279 F2d 216 Molybdenum Corporation of America v. J Kasey a
279 F.2d 216
MOLYBDENUM CORPORATION OF AMERICA, Appellant,
J. Bryant KASEY, Maryann Kasey and Julius A. Paskan, Appellees.
United States Court of Appeals Ninth Circuit.
June 9, 1960.
Schultheis & Laybourne, Everett B. Laybourne, Robert W. MacMahon, Los Angeles, Cal., for appellant.
Scudder & Forde, Pacific Palisades, Cal., Guy Richards Crump, Los Angeles, Cal., for appellee.
Before CHAMBERS, BARNES and JERTBERG, Circuit Judges.
The granting of an interlocutory appeal under 28 U.S.C. § 1292(b) is a matter of discretion in the Court of Appeals.
Here the district court entered an order denying a motion to dismiss and noted that it "was of the opinion that the order involves a controlling question of law as to which there is substantial ground for difference of opinion and an immediate appeal under 28 U.S.C. § 1292 (b) may materially advance the ultimate termination of this litigation." On November 30, 1959, a division of this court entered an order granting interlocutory appeal.
After briefing and oral argument, the court is of the opinion that it is unwise now to establish here in this case the law of the case, or a portion thereof.

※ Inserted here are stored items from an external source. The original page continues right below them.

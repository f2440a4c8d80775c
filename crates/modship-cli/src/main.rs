use std::path::PathBuf;

use anyhow::{Context, Result, bail};
use clap::{Parser, Subcommand, ValueEnum};

use modship::auth::{self, Credentials};
use modship::changelog::ChangelogDoc;
use modship::config::{CONFIG_FILE, ModshipConfig};
use modship::engine::{self, Project, Reporter, RunOptions};
use modship::graph::Stages;
use modship::report;
use modship_types::{RunPhase, RunReport};

#[derive(Parser, Debug)]
#[command(name = "modship", version)]
#[command(about = "Build, relocate and publish every variant of a multi-loader mod")]
struct Cli {
    /// Project root containing modship.toml
    #[arg(short = 'C', long, default_value = ".")]
    project_root: PathBuf,

    /// Configuration file (default: <project-root>/modship.toml)
    #[arg(long)]
    config: Option<PathBuf>,

    /// Validate and log instead of uploading. Also enabled by PUBLISH_DRY_RUN.
    #[arg(long)]
    dry_run: bool,

    /// Override the output root for relocated artifacts.
    #[arg(long)]
    output: Option<PathBuf>,

    /// Override the per-node build timeout (e.g. 90s, 15m).
    #[arg(long)]
    build_timeout: Option<String>,

    /// Builds of one dependency level to run at the same time.
    #[arg(long)]
    jobs: Option<usize>,

    #[command(subcommand)]
    cmd: Commands,
}

#[derive(Subcommand, Debug)]
enum Commands {
    /// Print the variant tree in build order.
    Tree,
    /// Print resolved per-node configuration, or a starter modship.toml.
    Config {
        /// Print a starter configuration file instead.
        #[arg(long)]
        template: bool,
    },
    /// Print the task levels for a stage.
    Plan {
        #[arg(long, value_enum, default_value_t = Stage::Release)]
        stage: Stage,
    },
    /// Build every node and relocate loader artifacts.
    Build,
    /// Generate the changelog and write it to disk.
    Changelog,
    /// Publish previously relocated artifacts.
    Publish,
    /// Build, publish and announce in one run.
    Release,
}

#[derive(Clone, Copy, Debug, ValueEnum)]
enum Stage {
    Build,
    Publish,
    Release,
}

impl From<Stage> for Stages {
    fn from(stage: Stage) -> Self {
        match stage {
            Stage::Build => Stages::BUILD,
            Stage::Publish => Stages::PUBLISH,
            Stage::Release => Stages::RELEASE,
        }
    }
}

struct CliReporter;

impl Reporter for CliReporter {
    fn info(&mut self, msg: &str) {
        eprintln!("[info] {msg}");
    }

    fn warn(&mut self, msg: &str) {
        eprintln!("[warn] {msg}");
    }

    fn error(&mut self, msg: &str) {
        eprintln!("[error] {msg}");
    }
}

fn main() -> Result<()> {
    let cli = Cli::parse();

    if let Commands::Config { template: true } = cli.cmd {
        print!("{}", ModshipConfig::default_toml_template());
        return Ok(());
    }

    let project = load_project(&cli)?;
    let options = RunOptions {
        dry_run: cli.dry_run || auth::dry_run_from_env(),
        credentials: Credentials::from_env(),
    };
    let mut reporter = CliReporter;

    match cli.cmd {
        Commands::Tree => print_tree(&project),
        Commands::Config { .. } => print_node_configs(&project)?,
        Commands::Plan { stage } => print_plan(&project, stage.into())?,
        Commands::Build => {
            let summary = engine::run_build(&project, &mut reporter)?;
            for (node, artifact) in &summary.relocated {
                println!(
                    "{node}: {} ({:?})",
                    artifact.path.display(),
                    artifact.outcome
                );
            }
        }
        Commands::Changelog => {
            let doc = engine::run_changelog(&project, &options, &mut reporter)?;
            print_changelog(&doc);
        }
        Commands::Publish => {
            let report = engine::run_publish(&project, &options, &mut reporter)?;
            finish(&project, &report)?;
        }
        Commands::Release => {
            let report = engine::run_release(&project, &options, &mut reporter)?;
            finish(&project, &report)?;
        }
    }

    Ok(())
}

fn load_project(cli: &Cli) -> Result<Project> {
    let root = cli.project_root.as_path();
    let path = cli
        .config
        .clone()
        .unwrap_or_else(|| root.join(CONFIG_FILE));
    let mut config = ModshipConfig::load_from_file(&path)?;

    if let Some(output) = &cli.output {
        config.output.root = output.clone();
    }
    if let Some(timeout) = &cli.build_timeout {
        config.build.timeout = Some(parse_duration(timeout)?);
    }
    if let Some(jobs) = cli.jobs {
        config.build.jobs = jobs;
    }

    Project::from_config(root, config)
}

fn parse_duration(s: &str) -> Result<std::time::Duration> {
    humantime::parse_duration(s).with_context(|| format!("invalid duration: {s}"))
}

fn print_tree(project: &Project) {
    for (idx, node) in project.propagation.iter().enumerate() {
        let marker = if node.publishable { "" } else { " [common]" };
        println!(
            "{:>3}. {} {}{marker}",
            idx + 1,
            node.node,
            node.project_version
        );
    }
}

fn print_node_configs(project: &Project) -> Result<()> {
    let nodes: Vec<_> = project.propagation.iter().collect();
    let json = serde_json::to_string_pretty(&nodes).context("failed to serialize node configs")?;
    println!("{json}");
    Ok(())
}

fn print_plan(project: &Project, stages: Stages) -> Result<()> {
    let levels = project.plan(stages)?;
    for (idx, level) in levels.iter().enumerate() {
        println!("level {}:", idx + 1);
        for task in level {
            println!("  - {task}");
        }
    }
    Ok(())
}

fn print_changelog(doc: &ChangelogDoc) {
    match doc {
        ChangelogDoc::Generated { .. } => println!("{}", doc.text()),
        ChangelogDoc::Unavailable { reason } => println!("changelog unavailable: {reason}"),
    }
}

fn finish(project: &Project, report: &RunReport) -> Result<()> {
    for line in report::summary_lines(report) {
        println!("{line}");
    }
    println!("report: {}", project.report_path().display());

    if report.phase == RunPhase::Failed {
        bail!("release did not complete; see the report for failed targets");
    }
    Ok(())
}
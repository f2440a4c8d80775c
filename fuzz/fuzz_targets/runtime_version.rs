#![no_main]

use libfuzzer_sys::fuzz_target;
use modship_types::RuntimeVersion;

fuzz_target!(|data: &[u8]| {
    let Ok(text) = std::str::from_utf8(data) else {
        return;
    };

    if let Ok(version) = text.parse::<RuntimeVersion>() {
        // Spelling survives a reparse and compares equal to itself.
        let again: RuntimeVersion = version.as_str().parse().expect("reparse");
        assert_eq!(version, again);
        assert_eq!(version.as_str(), again.as_str());
    }
});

In short: we hold the case is not ripe enough.
Therefore, we vacate as improvidently made the order of November 30, 1959, granting the interlocutory appeal.
It may be noted that under Section 1292(b), which came into the Judiciary and Judicial Procedure Title (Title 28) under Public Law, 85-919, 72 Stat. 1770, what is here done may have to be done in other cases from time to time. At the threshold when an interlocutory appeal is sought, in some cases it will be impractical to review fully the district court's findings that there should be a special interlocutory appeal granted under Section 1292(b). Therefore, at the beginning doubts must be resolved in favor of permitting the appeal. But, when it eventually appears that the question presented should await further ripening, we hold our duty is equally clear to vacate the initial order.